To the extent Andrew also contends that the ALJ erred in discounting his allegations of tremors or shaking due to pain, Mem. Supp. Mot. Summ. J. 9, the Court finds the ALJ's decision supported by substantial evidence and adequately explained. Andrew argues that "[b]alance problems, weakness, and instability were noted during multiple appointments." Id. at 10. But Andrew fails to explain how records showing balance problems, weakness, and instability support his allegation that he had tremors and his body shook due to pain.
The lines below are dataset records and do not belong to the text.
//! 멀티캐스트 전송 계층
//!
//! 논리 채널 세 개를 제공한다: "서버→클라이언트 컨트롤", "클라이언트→서버
//! 컨트롤", "데이터". UDP 멀티캐스트 구현은 채널마다 포트 하나를 쓰고,
//! 소켓 펌프 태스크가 mpsc 큐로 프레임을 나른다. 수신 에러는 인밴드로
//! (`Err` 항목) 전달되어 소유 루프가 중단을 결정한다.
//!
//! 테스트용으로 소켓 없는 `loopback()` 쌍도 제공한다.

use std::net::{Ipv4Addr, SocketAddr, SocketAddrV4};

use bytes::Bytes;
use socket2::{Domain, Protocol, Socket, Type};
use tokio::net::UdpSocket;
use tokio::sync::mpsc;
use tokio::task::JoinHandle;
use tracing::warn;

use crate::{Error, Result};

/// 전송 프레임 (데이터그램 하나)
pub type Frame = Bytes;

/// 멀티캐스트 그룹 주소 설정
#[derive(Debug, Clone)]
pub struct MulticastAddr {
    /// 멀티캐스트 그룹
    pub group: Ipv4Addr,

    /// 가입/송신 인터페이스 (UNSPECIFIED면 OS 기본)
    pub interface: Ipv4Addr,

    /// 서버→클라이언트 컨트롤 포트
    pub control_to_client_port: u16,

    /// 클라이언트→서버 컨트롤 포트
    pub control_to_server_port: u16,

    /// 데이터 포트
    pub data_port: u16,

    /// 멀티캐스트 TTL
    pub ttl: u32,
}

impl Default for MulticastAddr {
    fn default() -> Self {
        Self {
            group: Ipv4Addr::new(239, 255, 77, 77),
            interface: Ipv4Addr::UNSPECIFIED,
            control_to_client_port: 7701,
            control_to_server_port: 7702,
            data_port: 7703,
            ttl: 1,
        }
    }
}

/// 멀티캐스트 전송 핸들 (역할별 채널 구성)
///
/// 서버 역할: 컨트롤 송신 + 데이터 송신 + 클라이언트→서버 컨트롤 수신.
/// 클라이언트 역할: 컨트롤 송신 + 서버→클라이언트 컨트롤 수신 + 데이터 수신.
pub struct Multicast {
    datagram_capacity: usize,
    control_out: mpsc::Sender<Result<Frame>>,
    data_out: Option<mpsc::Sender<Result<Frame>>>,
    control_in: Option<mpsc::Receiver<Result<Frame>>>,
    data_in: Option<mpsc::Receiver<Result<Frame>>>,
    tasks: Vec<JoinHandle<()>>,
}

impl Multicast {
    /// 서버 역할로 UDP 멀티캐스트에 연결
    pub async fn server(
        addr: &MulticastAddr,
        datagram_capacity: usize,
        channel_capacity: usize,
    ) -> Result<Self> {
        let send_socket = send_socket(addr).await?;
        let send_socket = std::sync::Arc::new(send_socket);

        let (control_out, control_out_rx) = mpsc::channel(channel_capacity);
        let (data_out, data_out_rx) = mpsc::channel(channel_capacity);
        let (control_in_tx, control_in) = mpsc::channel(channel_capacity);

        let listen = listen_socket(addr, addr.control_to_server_port)?;

        let tasks = vec![
            spawn_send_pump(
                send_socket.clone(),
                SocketAddrV4::new(addr.group, addr.control_to_client_port),
                control_out_rx,
            ),
            spawn_send_pump(
                send_socket,
                SocketAddrV4::new(addr.group, addr.data_port),
                data_out_rx,
            ),
            spawn_recv_pump(listen, control_in_tx, datagram_capacity),
        ];

        Ok(Self {
            datagram_capacity,
            control_out,
            data_out: Some(data_out),
            control_in: Some(control_in),
            data_in: None,
            tasks,
        })
    }

    /// 클라이언트 역할로 UDP 멀티캐스트에 연결
    pub async fn client(
        addr: &MulticastAddr,
        datagram_capacity: usize,
        channel_capacity: usize,
    ) -> Result<Self> {
        let send_socket = send_socket(addr).await?;
        let send_socket = std::sync::Arc::new(send_socket);

        let (control_out, control_out_rx) = mpsc::channel(channel_capacity);
        let (control_in_tx, control_in) = mpsc::channel(channel_capacity);
        let (data_in_tx, data_in) = mpsc::channel(channel_capacity);

        let control_listen = listen_socket(addr, addr.control_to_client_port)?;
        let data_listen = listen_socket(addr, addr.data_port)?;

        let tasks = vec![
            spawn_send_pump(
                send_socket,
                SocketAddrV4::new(addr.group, addr.control_to_server_port),
                control_out_rx,
            ),
            spawn_recv_pump(control_listen, control_in_tx, datagram_capacity),
            spawn_recv_pump(data_listen, data_in_tx, datagram_capacity),
        ];

        Ok(Self {
            datagram_capacity,
            control_out,
            data_out: None,
            control_in: Some(control_in),
            data_in: Some(data_in),
            tasks,
        })
    }

    /// 테스트용 인메모리 루프백 쌍 (서버 역할, 클라이언트 역할)
    pub fn loopback(datagram_capacity: usize, channel_capacity: usize) -> (Self, Self) {
        let (to_server_tx, to_server_rx) = mpsc::channel(channel_capacity);
        let (to_client_tx, to_client_rx) = mpsc::channel(channel_capacity);
        let (data_tx, data_rx) = mpsc::channel(channel_capacity);

        let server = Self {
            datagram_capacity,
            control_out: to_client_tx,
            data_out: Some(data_tx),
            control_in: Some(to_server_rx),
            data_in: None,
            tasks: Vec::new(),
        };
        let client = Self {
            datagram_capacity,
            control_out: to_server_tx,
            data_out: None,
            control_in: Some(to_client_rx),
            data_in: Some(data_rx),
            tasks: Vec::new(),
        };
        (server, client)
    }

    /// 데이터그램 용량 (바이트)
    pub fn datagram_capacity(&self) -> usize {
        self.datagram_capacity
    }

    /// 컨트롤 프레임 송신 (역할에 따라 상대 컨트롤 채널로)
    pub async fn send_control(&self, frame: Frame) -> Result<()> {
        self.control_out
            .send(Ok(frame))
            .await
            .map_err(|_| Error::ChannelClosed)
    }

    /// 데이터 프레임 송신 (서버 역할 전용)
    pub async fn send_data(&self, frame: Frame) -> Result<()> {
        match &self.data_out {
            Some(sender) => sender.send(Ok(frame)).await.map_err(|_| Error::ChannelClosed),
            None => Err(Error::ChannelClosed),
        }
    }

    /// 컨트롤 수신 채널 가져오기 (한 번만 가능)
    pub fn take_control_in(&mut self) -> Option<mpsc::Receiver<Result<Frame>>> {
        self.control_in.take()
    }

    /// 데이터 수신 채널 가져오기 (클라이언트 역할, 한 번만 가능)
    pub fn take_data_in(&mut self) -> Option<mpsc::Receiver<Result<Frame>>> {
        self.data_in.take()
    }

    /// 전송 종료. 펌프 태스크를 중단한다.
    pub fn close(self) -> Result<()> {
        for task in &self.tasks {
            task.abort();
        }
        Ok(())
    }
}

async fn send_socket(addr: &MulticastAddr) -> Result<UdpSocket> {
    let socket = UdpSocket::bind((Ipv4Addr::UNSPECIFIED, 0)).await?;
    socket.set_multicast_ttl_v4(addr.ttl)?;
    socket.set_multicast_loop_v4(true)?;
    if addr.interface != Ipv4Addr::UNSPECIFIED {
        // 송신 인터페이스는 socket2 경유로만 지정 가능
        let sock_ref = socket2::SockRef::from(&socket);
        sock_ref.set_multicast_if_v4(&addr.interface)?;
    }
    Ok(socket)
}

fn listen_socket(addr: &MulticastAddr, port: u16) -> Result<UdpSocket> {
    let socket = Socket::new(Domain::IPV4, Type::DGRAM, Some(Protocol::UDP))?;
    // 한 호스트에서 여러 수신자가 같은 포트를 공유할 수 있게
    socket.set_reuse_address(true)?;
    let bind_addr: SocketAddr = SocketAddrV4::new(Ipv4Addr::UNSPECIFIED, port).into();
    socket.bind(&bind_addr.into())?;
    socket.join_multicast_v4(&addr.group, &addr.interface)?;
    socket.set_nonblocking(true)?;
    Ok(UdpSocket::from_std(socket.into())?)
}

fn spawn_send_pump(
    socket: std::sync::Arc<UdpSocket>,
    target: SocketAddrV4,
    mut queue: mpsc::Receiver<Result<Frame>>,
) -> JoinHandle<()> {
    tokio::spawn(async move {
        while let Some(item) = queue.recv().await {
            if let Ok(frame) = item {
                if let Err(err) = socket.send_to(&frame, SocketAddr::from(target)).await {
                    warn!("송신 실패 ({}): {}", target, err);
                }
            }
        }
    })
}

fn spawn_recv_pump(
    socket: UdpSocket,
    out: mpsc::Sender<Result<Frame>>,
    datagram_capacity: usize,
) -> JoinHandle<()> {
    tokio::spawn(async move {
        let mut buf = vec![0u8; datagram_capacity.max(2048)];
        loop {
            match socket.recv_from(&mut buf).await {
                Ok((len, _addr)) => {
                    let frame = Bytes::copy_from_slice(&buf[..len]);
                    if out.send(Ok(frame)).await.is_err() {
                        break;
                    }
                }
                Err(err) => {
                    // 소켓 에러는 인밴드로 전달하고 펌프 종료
                    let _ = out.send(Err(err.into())).await;
                    break;
                }
            }
        }
    })
}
The ALJ did not err in discounting those allegations on the basis that there was no evidence Andrew had reported tremors or shaking to medical professionals or was observed to tremor or shake.
CONCLUSION
Accordingly, Plaintiff Andrew F.'s Objection to Report and Recommendation, ECF No. 15, is SUSTAINED IN PART. Magistrate Judge Jonathan E. Hawley's Report and Recommendation ("R&R"), ECF No. 14, is REJECTED IN PART. The R&R is ADOPTED insofar as it finds the ALJ did not err in considering evidence of Andrew's tremors and shaking and rejects Andrew's arguments about the Medical Vocational Guidelines and question to the vocational expert. The R&R is REJECTED insofar as it finds the ALJ did not err in assessing Andrew's subjective symptoms and RFC. Andrew's Motion for Summary Judgment, ECF No. 10, is GRANTED IN PART, and Defendant Commissioner of the Social Security Administration Andrew Saul's Motion for Summary Affirmance, ECF No. 12, is DENIED. Andrew's motion is GRANTED as explained in this Order and to the extent it asks for the cause to be remanded for further proceedings. The Commissioner's decision denying benefits to Andrew is REVERSED and the cause is REMANDED for further proceedings consistent with this Order. The Clerk is directed to enter judgment and close the case.
He alternatively asks for the Court to "remand[] for the calculation and payment of benefits." Mem. Supp. Mot. Summ. J. 12. --------
Entered this 26th day of March, 2021.